173.      campestris could not have a wider host range than the
174.      parental bacterium.
175.  
176.      Host and Alternate Hosts.  The natural host range of X.
177.      campestris pv. campestris is generally limited to the
178.      Brassica family.  Many weeds can harbor the bacterium
179.      including Brassica campestris, B. nigra, B. geniculata,
180.      Lepidium virginicum, and Cardaria pubescens (Sherf and
181.      MacNab, 1986).  Schaad and Dianese (1981) demonstrated that
182.      in Georgia, X. campestris pv. campestris was found on the
183.      weeds B. campestris, Lepidium virginicum, Cornopus didymud,
184.      and Raphanus sativus.  They also demonstrated that X.
185.      campestris pv. campestris was disseminated up to 12 meters
186.      from infected weeds to cabbage.  Laboratory and greenhouse
187.      studies in soil survival at different moisture regimes have
188.      shown that populations of X. campestris pv. campestris
189.      declined very slowly in soils maintained at low moisture
190.      levels (-30 bars).  In contrast, populations declined more
191.      rapidly in soils maintained at higher moisture levels and
192.      were quickly eliminated from soils maintained near field
193.      capacity (-0.1 bar).  The pathogen could no longer be
194.      recovered from moist soils 6 days after adding the inoculum,
195.      whereas 95 percent of the initial inoculum could be detected
196.      in dry soils after infestation (Alvarez et al., 1987).
197.  
198. /end
199.  
200.  
201. transmitted to other species
202.  
203.      Stability of Vector and/or Other Genetic Sequences.

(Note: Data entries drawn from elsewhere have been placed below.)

use crate::domain::content::{FEDERATION_TEXT, FEDERATION_TITLE, SUBTITLE, TITLE};
use crate::presentation::theme::Theme;
use ratatui::{
    buffer::Buffer,
    layout::{Constraint, Layout, Rect},
    style::{Modifier, Style},
    text::{Line, Span},
    widgets::{Block, BorderType, Paragraph, Widget},
};

use super::Callout;

pub struct HeaderBarStyle {
    pub border: Style,
    pub title: Style,
    pub subtitle: Style,
    pub version: Style,
}

impl HeaderBarStyle {
    #[must_use]
    pub fn from_theme(theme: &Theme) -> Self {
        Self {
            border: Style::default().fg(theme.accent),
            title: theme.title_style,
            subtitle: theme.dimmed_style,
            version: theme.dimmed_style.add_modifier(Modifier::ITALIC),
        }
    }
}

/// Title block with the module federation callout.
pub struct HeaderBar<'a> {
    theme: &'a Theme,
    version: &'a str,
}

impl<'a> HeaderBar<'a> {
    /// Rows needed to render without clipping.
    pub const HEIGHT: u16 = 8;

    #[must_use]
    pub const fn new(theme: &'a Theme) -> Self {
        Self {
            theme,
            version: crate::VERSION,
        }
    }
}

impl Widget for HeaderBar<'_> {
    fn render(self, area: Rect, buf: &mut Buffer) {
        let style = HeaderBarStyle::from_theme(self.theme);
        let block = Block::bordered()
            .border_type(BorderType::Rounded)
            .border_style(style.border);
        let inner = block.inner(area);
        block.render(area, buf);

        let [title_area, subtitle_area, _, callout_area] = Layout::vertical([
            Constraint::Length(1),
            Constraint::Length(1),
            Constraint::Length(1),
            Constraint::Min(0),
        ])
        .areas(inner);

        Paragraph::new(Line::from(vec![
            Span::styled(TITLE, style.title),
            Span::raw("  "),
            Span::styled(format!("v{}", self.version), style.version),
        ]))
        .render(title_area, buf);

        Paragraph::new(Line::styled(SUBTITLE, style.subtitle)).render(subtitle_area, buf);

        Callout::new(FEDERATION_TITLE, FEDERATION_TEXT, self.theme.accent).render(callout_area, buf);
    }
}

#[cfg(test)]
mod tests {
    use super::*;
    use crate::presentation::ui::utils::buffer_to_string;

    #[test]
    fn test_header_shows_title_and_callout() {
        let theme = Theme::default();
        let area = Rect::new(0, 0, 120, HeaderBar::HEIGHT);
        let mut buf = Buffer::empty(area);

        HeaderBar::new(&theme).render(area, &mut buf);

        let rendered = buffer_to_string(&buf);
        assert!(rendered.contains(TITLE));
        assert!(rendered.contains(SUBTITLE));
        assert!(rendered.contains(FEDERATION_TITLE));
    }
}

204.      The recombinant bacterium has no detectable plasmids,
205.      reducing the likelihood that the lux genes or other
206.      introduced genes could transfer to a conjugal plasmid and
207.      subsequently vectored to new bacterial hosts.  This strain
208.      has been refractory to conjugation manipulation under
209.      laboratory conditions.  The recombinant has been
210.      demonstrated to be stable in vegetable.  Plants were
211.      inoculated with the recombinant, allowed to grow and disease
212.      progressed.  Bacteria from this infected plant was used as
213.      inoculum for another plant and this procedure repeated once
214.      again.  X. campestris pv. campestris was isolated from the
215.      last infected plant and greater than 99 percent of the
216.      bacterial colonies were bioluminescent and tetracycline
217.      resistant (Shaw, unpublished).
218.  
219. /end
220.  
221. effects on human health
222.  
223.      No potential impact on people living in the area of the
224.      field test, or any other human population, can be
225.      identified.  Xanthomonads are not known to be human or
226.      animal pathogens (Starr, 1981).
227.     
228. /end
229.  
230. design of the experiment
231.  
232.      The main plot will be divided into four subplots.  Each
233.      subplot will consist of 4 rows of plants, 18 inches apart,
234.      with each row about 6 feet in length.  A disposal area will
235.      be located adjacent to the main plot.  An unplanted area
236.      will surround the main plot and disposal areas.  Surrounding
237.      the unplanted area will be a single row of cabbage or
238.      cauliflower.  These plants will be monitored for the
239.      presence of the recombinant X. campestris pv. campestris
240.      during the growing season.  The total plot size, including
241.      the perimeter row, will not exceed 6,000 square feet.  The
242.      plant varieties are the susceptible hosts:  snowball
243.      cauliflower (B. oleracea L. boytrytis) and perfect ball
244.      cabbage (B. oleracea L. capitata).  Plants will be
245.      inoculated by:  stabbing or injecting bacterial suspensions
246.      into the petioles, or spraying a bacterial suspension over
247.      the plant with a hand-held spray bottle.
248.  
249. /end
250.  
251.  
252. monitoring plan
253.  
254.      During the field test, university scientists will monitor
255.      the field plots regularly.  Plant parts, debris, and soil
256.      will be sampled periodically for X. campestris pv.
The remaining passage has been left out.